== Information given

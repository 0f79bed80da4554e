use chrono::{Datelike, NaiveDate, NaiveDateTime, Timelike, Weekday};
use serde::{Deserialize, Serialize};
use std::fmt;

/// Ordered funnel stages
#[derive(Debug, Clone, Copy, PartialEq, Eq, PartialOrd, Ord, Hash, Serialize, Deserialize)]
#[serde(rename_all = "snake_case")]
pub enum FunnelStage {
    Landing,
    ProductView,
    AddToCart,
    CheckoutStart,
    Purchase,
}

impl FunnelStage {
    pub const ALL: [FunnelStage; 5] = [
        FunnelStage::Landing,
        FunnelStage::ProductView,
        FunnelStage::AddToCart,
        FunnelStage::CheckoutStart,
        FunnelStage::Purchase,
    ];

    pub fn as_str(&self) -> &'static str {
        match self {
            FunnelStage::Landing => "Landing Page",
            FunnelStage::ProductView => "Product View",
            FunnelStage::AddToCart => "Add to Cart",
            FunnelStage::CheckoutStart => "Checkout Started",
            FunnelStage::Purchase => "Purchase Complete",
        }
    }
}

impl fmt::Display for FunnelStage {
    fn fmt(&self, f: &mut fmt::Formatter<'_>) -> fmt::Result {
        f.write_str(self.as_str())
    }
}

/// Result of simulating one visitor's path through the funnel
#[derive(Debug, Clone, PartialEq, Serialize, Deserialize)]
pub struct JourneyOutcome {
    pub landed: bool,
    pub viewed_product: bool,
    pub added_to_cart: bool,
    pub started_checkout: bool,
    pub completed_purchase: bool,
    pub session_duration_seconds: u32,
    pub pages_viewed: u32,
    pub bounced: bool,
    pub revenue: f64,
}

impl JourneyOutcome {
    pub fn deepest_stage(&self) -> FunnelStage {
        deepest_stage(
            self.viewed_product,
            self.added_to_cart,
            self.started_checkout,
            self.completed_purchase,
        )
    }
}

/// One simulated visit
#[derive(Debug, Clone, PartialEq, Serialize, Deserialize)]
pub struct Session {
    pub session_id: u64,
    pub user_id: u64,
    pub timestamp: NaiveDateTime,
    pub traffic_source: String,
    pub device: String,
    pub location: String,
    pub category: String,
    /// Drawn independently of `user_id` repetition, so it may contradict the visit history
    pub is_returning: bool,
    pub landed: bool,
    pub viewed_product: bool,
    pub added_to_cart: bool,
    pub started_checkout: bool,
    pub completed_purchase: bool,
    pub session_duration_seconds: u32,
    pub pages_viewed: u32,
    pub revenue: f64,
    pub ad_spend: f64,
}

impl Session {
    pub fn date(&self) -> NaiveDate {
        self.timestamp.date()
    }

    pub fn hour(&self) -> u32 {
        self.timestamp.hour()
    }

    pub fn day_of_week(&self) -> &'static str {
        weekday_name(self.timestamp.weekday())
    }

    pub fn bounced(&self) -> bool {
        !self.viewed_product
    }

    pub fn abandoned_cart(&self) -> bool {
        self.added_to_cart && !self.completed_purchase
    }

    pub fn deepest_stage(&self) -> FunnelStage {
        deepest_stage(
            self.viewed_product,
            self.added_to_cart,
            self.started_checkout,
            self.completed_purchase,
        )
    }

    /// True when every later-stage flag implies all earlier ones
    pub fn is_monotonic(&self) -> bool {
        self.landed
            && (!self.added_to_cart || self.viewed_product)
            && (!self.started_checkout || self.added_to_cart)
            && (!self.completed_purchase || self.started_checkout)
    }

    pub fn display_id(&self) -> String {
        format_session_id(self.session_id)
    }

    pub fn display_user_id(&self) -> String {
        format_user_id(self.user_id)
    }
}

fn deepest_stage(viewed: bool, carted: bool, checkout: bool, purchased: bool) -> FunnelStage {
    if purchased {
        FunnelStage::Purchase
    } else if checkout {
        FunnelStage::CheckoutStart
    } else if carted {
        FunnelStage::AddToCart
    } else if viewed {
        FunnelStage::ProductView
    } else {
        FunnelStage::Landing
    }
}

/// English weekday name, e.g. "Monday"
pub fn weekday_name(weekday: Weekday) -> &'static str {
    match weekday {
        Weekday::Mon => "Monday",
        Weekday::Tue => "Tuesday",
        Weekday::Wed => "Wednesday",
        Weekday::Thu => "Thursday",
        Weekday::Fri => "Friday",
        Weekday::Sat => "Saturday",
        Weekday::Sun => "Sunday",
    }
}

/// Kind of a funnel event
#[derive(Debug, Clone, Copy, PartialEq, Eq, Hash, Serialize, Deserialize)]
#[serde(rename_all = "snake_case")]
pub enum EventType {
    PageView,
    AddToCart,
    CheckoutStart,
    Purchase,
}

impl EventType {
    pub fn as_str(&self) -> &'static str {
        match self {
            EventType::PageView => "page_view",
            EventType::AddToCart => "add_to_cart",
            EventType::CheckoutStart => "checkout_start",
            EventType::Purchase => "purchase",
        }
    }
}

/// Page an event was recorded on
#[derive(Debug, Clone, Copy, PartialEq, Eq, Hash, Serialize, Deserialize)]
#[serde(rename_all = "snake_case")]
pub enum Page {
    Homepage,
    ProductPage,
    Checkout,
    Confirmation,
}

impl Page {
    pub fn as_str(&self) -> &'static str {
        match self {
            Page::Homepage => "homepage",
            Page::ProductPage => "product_page",
            Page::Checkout => "checkout",
            Page::Confirmation => "confirmation",
        }
    }
}

/// A single timestamped step inside a session
#[derive(Debug, Clone, PartialEq, Serialize, Deserialize)]
pub struct Event {
    pub event_id: u64,
    pub session_id: u64,
    pub user_id: u64,
    pub timestamp: NaiveDateTime,
    pub event_type: EventType,
    pub page: Page,
}

impl Event {
    /// Funnel stage this event marks
    pub fn stage(&self) -> FunnelStage {
        match (self.event_type, self.page) {
            (EventType::PageView, Page::Homepage) => FunnelStage::Landing,
            (EventType::PageView, _) => FunnelStage::ProductView,
            (EventType::AddToCart, _) => FunnelStage::AddToCart,
            (EventType::CheckoutStart, _) => FunnelStage::CheckoutStart,
            (EventType::Purchase, _) => FunnelStage::Purchase,
        }
    }

    pub fn display_id(&self) -> String {
        format!("EVT_{:08}", self.event_id)
    }
}

pub fn format_session_id(id: u64) -> String {
    format!("SES_{:06}", id)
}

pub fn format_user_id(id: u64) -> String {
    format!("USER_{:06}", id)
}
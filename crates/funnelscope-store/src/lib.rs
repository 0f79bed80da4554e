// SQLite sink for generated datasets and the fixed analytical query battery

pub mod error;
pub mod queries;
mod schema;
pub mod store;

pub use error::{Error, Result};
pub use queries::{NamedQuery, QUERY_CATALOG, render_catalog};
pub use store::{FunnelStore, LoadSummary};
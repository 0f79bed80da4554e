use funnelscope_cli::commands::{funnel, generate, load, metrics, read_dataset, report, sources};
use funnelscope_core::SimulationTables;
use tempfile::TempDir;

#[test]
fn test_same_seed_same_outcomes() {
    let tables = SimulationTables::default();
    let a = generate::generate_dataset(500, 11, &tables, false).unwrap();
    let b = generate::generate_dataset(500, 11, &tables, false).unwrap();

    let outcomes = |d: &funnelscope_core::dataset::Dataset| {
        d.sessions
            .iter()
            .map(|s| (s.traffic_source.clone(), s.device.clone(), s.completed_purchase))
            .collect::<Vec<_>>()
    };
    assert_eq!(outcomes(&a), outcomes(&b));
    assert_eq!(a.events.len(), b.events.len());
    assert_eq!(a.seed, Some(11));
}

#[test]
fn test_saved_dataset_reads_back() {
    let temp = TempDir::new().unwrap();
    let tables = SimulationTables::default();
    let dataset = generate::generate_dataset(200, 1, &tables, false).unwrap();

    let files = generate::save_dataset(&dataset, temp.path()).unwrap();
    assert_eq!(files.sessions, 200);
    assert_eq!(files.events, dataset.events.len());

    let read = read_dataset(temp.path()).unwrap();
    assert_eq!(read.sessions.len(), 200);
    assert_eq!(read.seed, Some(1));
}

#[test]
fn test_store_and_memory_agree_on_totals() {
    let temp = TempDir::new().unwrap();
    let db = temp.path().join("funnel.db");
    let dataset =
        generate::generate_dataset(700, 21, &SimulationTables::default(), false).unwrap();

    let loaded = load::load_into_store(&dataset, &db).unwrap();
    assert_eq!(loaded.sessions, 700);

    let kpis = metrics::query_metrics(&db).unwrap();
    let in_memory = funnel::analyze_funnel(&dataset.sessions);

    assert_eq!(kpis.overall.total_sessions, 700);
    assert_eq!(
        kpis.overall.conversions as u64,
        in_memory.metrics.completed_purchase_count
    );
    assert_eq!(kpis.revenue.total_orders as u64, in_memory.metrics.completed_purchase_count);
}

#[test]
fn test_channels_cover_every_source() {
    let temp = TempDir::new().unwrap();
    let db = temp.path().join("funnel.db");
    let tables = SimulationTables::default();
    let dataset = generate::generate_dataset(2000, 8, &tables, false).unwrap();
    load::load_into_store(&dataset, &db).unwrap();

    let channels = sources::query_channels(&db).unwrap();
    assert_eq!(channels.sources.len(), tables.traffic_sources.len());
    assert!(
        channels
            .sources
            .windows(2)
            .all(|w| w[0].conversions >= w[1].conversions)
    );
    assert!(channels.top_segments.len() <= 10);
}

#[test]
fn test_reports_from_directories() {
    let temp = TempDir::new().unwrap();
    let data_dir = temp.path().join("data");
    let db = temp.path().join("db.sqlite");
    let reports_dir = temp.path().join("out");

    let dataset =
        generate::generate_dataset(1000, 4, &SimulationTables::default(), false).unwrap();
    generate::save_dataset(&dataset, &data_dir).unwrap();
    load::load_into_store(&dataset, &db).unwrap();

    let files = report::generate_reports(&data_dir, &db, &reports_dir).unwrap();
    assert!(files.insights.exists());
    assert!(files.queries.exists());
    assert!(files.recommendations.exists());

    let csv = std::fs::read_to_string(&files.recommendations).unwrap();
    let priorities: Vec<&str> = csv
        .lines()
        .skip(1)
        .map(|line| line.split(',').next().unwrap())
        .collect();
    let expected: Vec<String> = (1..=priorities.len()).map(|i| format!("P{}", i)).collect();
    assert_eq!(priorities, expected);
}

#[test]
fn test_reports_need_a_store() {
    let temp = TempDir::new().unwrap();
    let data_dir = temp.path().join("data");
    let dataset = generate::generate_dataset(50, 2, &SimulationTables::default(), false).unwrap();
    generate::save_dataset(&dataset, &data_dir).unwrap();

    let missing = temp.path().join("missing.db");
    let err = report::generate_reports(&data_dir, &missing, temp.path()).unwrap_err();
    assert!(err.to_string().contains("does not exist"));
    assert!(!missing.exists());
}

====

» **Problem requirements**
Every line of the entries that includes "Some" must be copied into the answer.

» **Solution**
    assert_eq!(a.seed, Some(11));
    assert_eq!(read.seed, Some(1));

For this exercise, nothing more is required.